Making Isobutanol and Ethanol in Luverne, Minnesota

Gevo’s plant in Luverne, Minnesota, is situated among the cornfields. After all, it’s an ethanol plant that was built to capitalize on the government regulations that encourage the use of ethanol blendstock in gasoline. We’ve modified this plant to produce isobutanol.

At an existing dry-mill corn ethanol plant, the corn mash stream coming out of the front end of the process that feeds the ethanol fermentation is the same stream used for isobutanol fermentation. This stream is prepared for isobutanol fermentation, added to large non-sterile fermentation tanks, and where proprietary yeast is added to convert the sugars to isobutanol.
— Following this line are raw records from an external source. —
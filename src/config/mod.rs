//! Configuration module.
//!
//! Provides layered configuration management:
//! - JSON configuration files (`ROLLHOUSE_CONFIG_PATH`, then `./config.json`)
//! - Environment variable overrides (`ROLLHOUSE__` prefix, `__` nesting),
//!   plus the bare deployment knobs (`RECLAIM_WINDOW_MS` and friends)
//! - Sensible defaults compiled into the binary
//!
//! # Module Structure
//!
//! - [`types`]: Root `Config` struct and its sections
//! - [`defaults`]: Default value functions
//! - [`loader`]: Configuration loading functions
//! - [`logging`]: Logging configuration
//! - [`validation`]: Startup validation

// Submodules
pub mod defaults;
pub mod loader;
pub mod logging;
pub mod types;
pub mod validation;

// Re-exports for convenience
pub use loader::load;

pub use logging::{LogFormat, LogLevel, LoggingConfig};

pub use types::{Config, HubConfig, RateLimitConfig, RoomConfig, SecurityConfig};

pub use validation::{is_production_mode, validate_config};
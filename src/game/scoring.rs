use serde::{Deserialize, Serialize};
use std::collections::BTreeMap;

/// Upper-section bonus granted when the upper subtotal reaches the threshold.
pub const UPPER_BONUS_THRESHOLD: u32 = 63;
pub const UPPER_BONUS_POINTS: u32 = 35;
/// Points for each five-of-a-kind rolled after the box already holds 50.
pub const EXTRA_FIVE_KIND_POINTS: u32 = 100;
/// A finished scorecard has exactly this many scored categories.
pub const CATEGORY_COUNT: usize = 13;

/// The 13 scorecard categories.
#[derive(Debug, Clone, Copy, Serialize, Deserialize, PartialEq, Eq, PartialOrd, Ord, Hash)]
#[serde(rename_all = "snake_case")]
pub enum Category {
    Ones,
    Twos,
    Threes,
    Fours,
    Fives,
    Sixes,
    ThreeOfAKind,
    FourOfAKind,
    FullHouse,
    SmallStraight,
    LargeStraight,
    FiveOfAKind,
    Chance,
}

impl Category {
    pub const ALL: [Category; CATEGORY_COUNT] = [
        Category::Ones,
        Category::Twos,
        Category::Threes,
        Category::Fours,
        Category::Fives,
        Category::Sixes,
        Category::ThreeOfAKind,
        Category::FourOfAKind,
        Category::FullHouse,
        Category::SmallStraight,
        Category::LargeStraight,
        Category::FiveOfAKind,
        Category::Chance,
    ];

    /// Face value for upper-section categories, None for the lower section.
    pub fn upper_face(self) -> Option<u8> {
        match self {
            Category::Ones => Some(1),
            Category::Twos => Some(2),
            Category::Threes => Some(3),
            Category::Fours => Some(4),
            Category::Fives => Some(5),
            Category::Sixes => Some(6),
            _ => None,
        }
    }
}

fn face_counts(dice: [u8; 5]) -> [u8; 7] {
    let mut counts = [0u8; 7];
    for die in dice {
        if (1..=6).contains(&die) {
            counts[die as usize] += 1;
        }
    }
    counts
}

fn dice_sum(dice: [u8; 5]) -> u32 {
    dice.iter().map(|&d| u32::from(d)).sum()
}

/// Longest run of consecutive faces present at least once.
fn longest_straight(counts: &[u8; 7]) -> u8 {
    let mut best = 0u8;
    let mut run = 0u8;
    for face in 1..=6 {
        if counts[face] > 0 {
            run += 1;
            best = best.max(run);
        } else {
            run = 0;
        }
    }
    best
}

/// Score a set of five dice into a category. Pure function.
pub fn score_roll(category: Category, dice: [u8; 5]) -> u32 {
    let counts = face_counts(dice);

    if let Some(face) = category.upper_face() {
        return u32::from(counts[face as usize]) * u32::from(face);
    }

    match category {
        Category::ThreeOfAKind => {
            if counts.iter().any(|&c| c >= 3) {
                dice_sum(dice)
            } else {
                0
            }
        }
        Category::FourOfAKind => {
            if counts.iter().any(|&c| c >= 4) {
                dice_sum(dice)
            } else {
                0
            }
        }
        Category::FullHouse => {
            let has_three = counts.iter().any(|&c| c == 3);
            let has_pair = counts.iter().any(|&c| c == 2);
            if has_three && has_pair {
                25
            } else {
                0
            }
        }
        Category::SmallStraight => {
            if longest_straight(&counts) >= 4 {
                30
            } else {
                0
            }
        }
        Category::LargeStraight => {
            if longest_straight(&counts) >= 5 {
                40
            } else {
                0
            }
        }
        Category::FiveOfAKind => {
            if counts.iter().any(|&c| c == 5) {
                50
            } else {
                0
            }
        }
        Category::Chance => dice_sum(dice),
        // Upper categories are handled above
        _ => 0,
    }
}

/// True when all five dice show the same face.
pub fn is_five_of_a_kind(dice: [u8; 5]) -> bool {
    dice[0] != 0 && dice.iter().all(|&d| d == dice[0])
}

/// One player's scorecard: category slots plus derived totals.
#[derive(Debug, Clone, Default, Serialize, Deserialize, PartialEq, Eq)]
#[serde(rename_all = "camelCase")]
pub struct Scorecard {
    /// Scored categories; a category is scored at most once
    #[serde(default)]
    slots: BTreeMap<Category, u32>,
    /// Extra five-of-a-kinds rolled after the box already held 50
    #[serde(default)]
    bonus_fives: u32,
}

impl Scorecard {
    pub fn new() -> Self {
        Self::default()
    }

    pub fn is_scored(&self, category: Category) -> bool {
        self.slots.contains_key(&category)
    }

    pub fn get(&self, category: Category) -> Option<u32> {
        self.slots.get(&category).copied()
    }

    /// Record points for a category. Returns false if the slot is filled.
    pub fn record(&mut self, category: Category, points: u32) -> bool {
        if self.is_scored(category) {
            return false;
        }
        self.slots.insert(category, points);
        true
    }

    /// Grant an extra five-of-a-kind bonus when the dice qualify and the
    /// five-of-a-kind box already holds 50.
    pub fn maybe_grant_five_bonus(&mut self, dice: [u8; 5]) -> bool {
        if is_five_of_a_kind(dice) && self.get(Category::FiveOfAKind) == Some(50) {
            self.bonus_fives += 1;
            return true;
        }
        false
    }

    pub fn scored_count(&self) -> usize {
        self.slots.len()
    }

    pub fn is_complete(&self) -> bool {
        self.slots.len() == CATEGORY_COUNT
    }

    pub fn open_categories(&self) -> impl Iterator<Item = Category> + '_ {
        Category::ALL.into_iter().filter(|c| !self.is_scored(*c))
    }

    pub fn upper_subtotal(&self) -> u32 {
        self.slots
            .iter()
            .filter(|(c, _)| c.upper_face().is_some())
            .map(|(_, &p)| p)
            .sum()
    }

    pub fn upper_bonus(&self) -> u32 {
        if self.upper_subtotal() >= UPPER_BONUS_THRESHOLD {
            UPPER_BONUS_POINTS
        } else {
            0
        }
    }

    pub fn five_kind_bonus(&self) -> u32 {
        self.bonus_fives * EXTRA_FIVE_KIND_POINTS
    }

    pub fn grand_total(&self) -> u32 {
        let slot_sum: u32 = self.slots.values().sum();
        slot_sum + self.upper_bonus() + self.five_kind_bonus()
    }

    pub fn view(&self) -> ScorecardView {
        ScorecardView {
            categories: self.slots.clone(),
            upper_subtotal: self.upper_subtotal(),
            upper_bonus: self.upper_bonus(),
            five_kind_bonus: self.five_kind_bonus(),
            total: self.grand_total(),
            complete: self.is_complete(),
        }
    }
}

/// Wire view of a scorecard with derived totals.
#[derive(Debug, Clone, Serialize, Deserialize, PartialEq, Eq)]
#[serde(rename_all = "camelCase")]
pub struct ScorecardView {
    pub categories: BTreeMap<Category, u32>,
    pub upper_subtotal: u32,
    pub upper_bonus: u32,
    pub five_kind_bonus: u32,
    pub total: u32,
    pub complete: bool,
}
use std::io::BufRead;

use thiserror::Error;

use crate::dihedral::{Batch, Dihedral};
use crate::scoring::ANGLE_DOMAIN;

/// Fatal input-format errors. The oracle produces either a complete report
/// or none at all, so there is no recoverable class.
#[derive(Debug, Error)]
pub enum InputError {
    #[error("I/O error: {0}")]
    Io(#[from] std::io::Error),
    #[error("missing sequence count line")]
    MissingSequenceCount,
    #[error("invalid sequence count {0:?} (expected a positive integer)")]
    InvalidSequenceCount(String),
    #[error("expected {expected} sequence lengths, found {found}")]
    LengthCardinality { expected: usize, found: usize },
    #[error("invalid sequence length {0:?}")]
    InvalidLength(String),
    #[error("invalid angle value {0:?}")]
    InvalidAngle(String),
    #[error("angle value {0} outside [0, {ANGLE_DOMAIN})")]
    AngleOutOfRange(i64),
    #[error("expected {expected} angle values, found {found}")]
    TokenCount { expected: usize, found: usize },
}

fn parse_angle(field: &str) -> Result<u16, InputError> {
    let value: i64 = field
        .parse()
        .map_err(|_| InputError::InvalidAngle(field.to_string()))?;
    if !(0..ANGLE_DOMAIN).contains(&value) {
        return Err(InputError::AngleOutOfRange(value));
    }
    Ok(value as u16)
}

/// Read a batch in the textual protocol: the sequence count on line 1, the
/// per-sequence lengths on line 2, then the flat stream of whitespace
/// separated angle values, two per token.
pub fn read_batch<R: BufRead>(mut reader: R) -> Result<Batch, InputError> {
    let mut line = String::new();
    if reader.read_line(&mut line)? == 0 {
        return Err(InputError::MissingSequenceCount);
    }
    let count_field = line.trim();
    let num_seqs = count_field
        .parse::<usize>()
        .ok()
        .filter(|&n| n >= 1)
        .ok_or_else(|| InputError::InvalidSequenceCount(count_field.to_string()))?;

    line.clear();
    reader.read_line(&mut line)?;
    let mut lengths = Vec::with_capacity(num_seqs);
    for field in line.split_whitespace() {
        let len = field
            .parse::<usize>()
            .map_err(|_| InputError::InvalidLength(field.to_string()))?;
        lengths.push(len);
    }
    if lengths.len() != num_seqs {
        return Err(InputError::LengthCardinality {
            expected: num_seqs,
            found: lengths.len(),
        });
    }

    let total_tokens: usize = lengths.iter().sum();
    let expected_values = total_tokens * 2;

    let mut rest = String::new();
    reader.read_to_string(&mut rest)?;
    let mut values = Vec::with_capacity(expected_values);
    for field in rest.split_whitespace() {
        values.push(parse_angle(field)?);
    }
    if values.len() != expected_values {
        return Err(InputError::TokenCount {
            expected: expected_values,
            found: values.len(),
        });
    }

    let tokens = values
        .chunks_exact(2)
        .map(|pair| Dihedral::new(pair[0], pair[1]))
        .collect();
    Ok(Batch::new(tokens, lengths))
}
use crate::dihedral::Dihedral;

/// Width of the discretized angle domain. Angles live on a ring of this
/// circumference, so the largest possible circular distance is
/// `ANGLE_DOMAIN / 2`.
pub const ANGLE_DOMAIN: i64 = 65536;

/// Distance between two angles on the circular domain: the smaller of the
/// direct and the wrap-around difference.
#[inline]
pub fn circular_distance(a: u16, b: u16) -> i64 {
    let diff = (i64::from(a) - i64::from(b)).abs();
    diff.min(ANGLE_DOMAIN - diff)
}

/// Scoring parameters shared by every alignment in a batch.
#[derive(Debug, Clone, Copy)]
pub struct ScoringParams {
    /// Shifts the zero-crossing of the similarity score; larger values let
    /// more dissimilar token pairs still score positive.
    pub scoring_offset: i64,
}

impl ScoringParams {
    pub fn new(scoring_offset: i64) -> Self {
        ScoringParams { scoring_offset }
    }

    /// Similarity score for a token pair: the offset minus the sum of the
    /// squared circular distances of the two components. Integer arithmetic
    /// only; a maximally distant pair contributes `2 * 32768^2`, which is why
    /// scores are 64-bit.
    #[inline]
    pub fn score(&self, a: Dihedral, b: Dihedral) -> i64 {
        let dphi = circular_distance(a.phi, b.phi);
        let dpsi = circular_distance(a.psi, b.psi);
        self.scoring_offset - (dphi * dphi + dpsi * dpsi)
    }
}
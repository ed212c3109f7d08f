use dihedralign::generate::{random_batch, write_batch};
use rand::rngs::StdRng;
use rand::SeedableRng;
use std::io::{self, BufWriter};

fn main() -> Result<(), Box<dyn std::error::Error>> {
    // optional seed argument for reproducible batches
    let seed = std::env::args()
        .nth(1)
        .map(|s| s.parse::<u64>())
        .transpose()?;

    let mut rng = match seed {
        Some(seed) => StdRng::seed_from_u64(seed),
        None => StdRng::from_entropy(),
    };

    let batch = random_batch(&mut rng);

    let stdout = io::stdout();
    let mut out = BufWriter::new(stdout.lock());
    write_batch(&batch, &mut out)?;

    Ok(())
}
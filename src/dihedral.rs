/// One sequence token: a pair of discretized backbone dihedral angles.
/// Each component lives on a circular domain of `ANGLE_DOMAIN` fixed-point
/// units, so 0 and 65536 denote the same angle.
#[derive(Debug, Clone, Copy, PartialEq, Eq)]
pub struct Dihedral {
    pub phi: u16,
    pub psi: u16,
}

impl Dihedral {
    #[inline]
    pub fn new(phi: u16, psi: u16) -> Self {
        Dihedral { phi, psi }
    }
}

/// A batch of sequences stored as a single flat token stream plus the
/// per-sequence lengths. A sequence is identified by its position in the
/// batch and materialized as a contiguous slice of the stream.
#[derive(Debug, Clone)]
pub struct Batch {
    tokens: Vec<Dihedral>,
    lengths: Vec<usize>,
    // offsets[i] = start of sequence i in `tokens`
    offsets: Vec<usize>,
}

impl Batch {
    /// Assemble a batch from a flat token stream and the declared lengths.
    /// The stream must contain exactly `lengths.iter().sum()` tokens;
    /// callers are expected to have validated this already.
    pub fn new(tokens: Vec<Dihedral>, lengths: Vec<usize>) -> Self {
        debug_assert_eq!(tokens.len(), lengths.iter().sum::<usize>());
        let mut offsets = Vec::with_capacity(lengths.len());
        let mut offset = 0;
        for &len in &lengths {
            offsets.push(offset);
            offset += len;
        }
        Batch {
            tokens,
            lengths,
            offsets,
        }
    }

    /// Number of sequences in the batch.
    #[inline]
    pub fn len(&self) -> usize {
        self.lengths.len()
    }

    #[inline]
    pub fn is_empty(&self) -> bool {
        self.lengths.is_empty()
    }

    /// The declared per-sequence lengths, in batch order.
    #[inline]
    pub fn lengths(&self) -> &[usize] {
        &self.lengths
    }

    /// Total number of tokens across all sequences.
    #[inline]
    pub fn total_tokens(&self) -> usize {
        self.tokens.len()
    }

    /// The i-th sequence as a read-only slice of the token stream.
    #[inline]
    pub fn sequence(&self, i: usize) -> &[Dihedral] {
        let start = self.offsets[i];
        &self.tokens[start..start + self.lengths[i]]
    }
}
use rand::Rng;
use std::io::{self, Write};

use crate::dihedral::{Batch, Dihedral};

/// Bounds used when generating random test batches, matching the ranges the
/// hardware harness is exercised with.
pub const MIN_SEQUENCES: usize = 2;
pub const MAX_SEQUENCES: usize = 1000;
pub const MAX_SEQ_LEN: usize = 512;

/// Generate a random batch: 2..=1000 sequences of length 0..512 with
/// uniformly random angle pairs.
pub fn random_batch<R: Rng>(rng: &mut R) -> Batch {
    let num_seqs = rng.gen_range(MIN_SEQUENCES..=MAX_SEQUENCES);
    let lengths: Vec<usize> = (0..num_seqs).map(|_| rng.gen_range(0..MAX_SEQ_LEN)).collect();
    let total: usize = lengths.iter().sum();
    let tokens = (0..total)
        .map(|_| Dihedral::new(rng.gen(), rng.gen()))
        .collect();
    Batch::new(tokens, lengths)
}

/// Emit a batch in the textual input protocol: sequence count, lengths line,
/// then one line of angle pairs per sequence.
pub fn write_batch<W: Write>(batch: &Batch, out: &mut W) -> io::Result<()> {
    writeln!(out, "{}", batch.len())?;

    let lengths: Vec<String> = batch.lengths().iter().map(usize::to_string).collect();
    writeln!(out, "{}", lengths.join(" "))?;

    for i in 0..batch.len() {
        let tokens: Vec<String> = batch
            .sequence(i)
            .iter()
            .map(|d| format!("{} {}", d.phi, d.psi))
            .collect();
        writeln!(out, "{}", tokens.join("  "))?;
    }

    Ok(())
}
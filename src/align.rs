use crate::dihedral::Dihedral;
use crate::scoring::ScoringParams;

/// Fully materialized local-alignment score matrix for one sequence pair.
///
/// The grid has `(rows + 1) x (cols + 1)` cells: row 0 and column 0 are the
/// boundary before either sequence starts and stay fixed at 0, so a local
/// alignment may begin at any offset with zero accumulated cost. Every cell
/// is floored at 0.
pub struct ScoreMatrix {
    cells: Vec<i64>,
    rows: usize,
    cols: usize,
}

impl ScoreMatrix {
    /// Zero-initialized matrix for sequences of the given lengths.
    pub fn new(seq1_len: usize, seq2_len: usize) -> Self {
        let rows = seq1_len + 1;
        let cols = seq2_len + 1;
        ScoreMatrix {
            cells: vec![0; rows * cols],
            rows,
            cols,
        }
    }

    #[inline]
    pub fn rows(&self) -> usize {
        self.rows
    }

    #[inline]
    pub fn cols(&self) -> usize {
        self.cols
    }

    #[inline]
    pub fn get(&self, i: usize, j: usize) -> i64 {
        assert!(i < self.rows && j < self.cols);
        self.cells[i * self.cols + j]
    }

    #[inline]
    fn set(&mut self, i: usize, j: usize, value: i64) {
        assert!(i < self.rows && j < self.cols);
        self.cells[i * self.cols + j] = value;
    }

    /// Maximum over the entire matrix. Local alignments may end anywhere,
    /// so this is not restricted to the last row or column. The boundary
    /// cells are 0, hence the result is never negative.
    pub fn best_score(&self) -> i64 {
        self.cells.iter().copied().max().unwrap_or(0)
    }
}

/// Fill the full local-alignment matrix for one sequence pair.
///
/// Strict row-major, left-to-right evaluation with no early termination or
/// banding: the unoptimized order is what makes the result usable as a
/// ground truth for parallel reimplementations of the same recurrence.
pub fn fill_matrix(
    seq1: &[Dihedral],
    seq2: &[Dihedral],
    gap_penalty: i64,
    params: &ScoringParams,
) -> ScoreMatrix {
    let mut matrix = ScoreMatrix::new(seq1.len(), seq2.len());

    for i in 1..=seq1.len() {
        for j in 1..=seq2.len() {
            let gap_left = matrix.get(i, j - 1) + gap_penalty;
            let gap_up = matrix.get(i - 1, j) + gap_penalty;
            let diag = matrix.get(i - 1, j - 1) + params.score(seq1[i - 1], seq2[j - 1]);
            let cell = gap_left.max(gap_up).max(diag).max(0);
            matrix.set(i, j, cell);
        }
    }

    matrix
}

/// Best local-alignment score between two sequences: fill the matrix and
/// take the global maximum. An empty sequence on either side yields 0.
pub fn smith_waterman(
    seq1: &[Dihedral],
    seq2: &[Dihedral],
    gap_penalty: i64,
    params: &ScoringParams,
) -> i64 {
    fill_matrix(seq1, seq2, gap_penalty, params).best_score()
}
As with any alcohol fermentation, isobutanol has a stress effect on yeast as the fermentation proceeds and the concentration increases. Unlike ethanol, isobutanol is much more stressful on the fermentation organism, which typically would result in reduced fermentation rate and/or reduced batch size. As one biofuel producer, Gevo has solved for this issue by using its GIFT® (Gevo Integrated Fermentation Technology) process for continuously removing the product during fermentation. Despite the fact that isobutanol’s boiling point is eight degrees celsius higher than water, the GIFT process is able to remove isobutanol continuously during fermentation to maintain its concentration in the fermenter at target levels to optimize process rates and cost. This is accomplished because isobutanol-water is azeotropic, meaning the vapor has the same composition as the liquid. The fermentation broth is circulated through the GIFT process where it is subject to low-pressure evaporation and isobutanol flashes off the broth resulting in a vapor concentration nearly twenty times greater than what was in the fermenter. When the vapor is condensed, the concentration of isobutanol is now above its solubility limit in water and phase separation occurs, leaving a relatively pure isobutanol-rich phase and a water-rich phase. The isobutanol-rich phase is sent to a purification step and the water-rich phase goes to stripping distillation step where residual isobutanol is removed and the water returned to the fermenter. All of the biomass remains in the fermenter-GIFT system, thereby greatly simplifying purification of the isobutanol.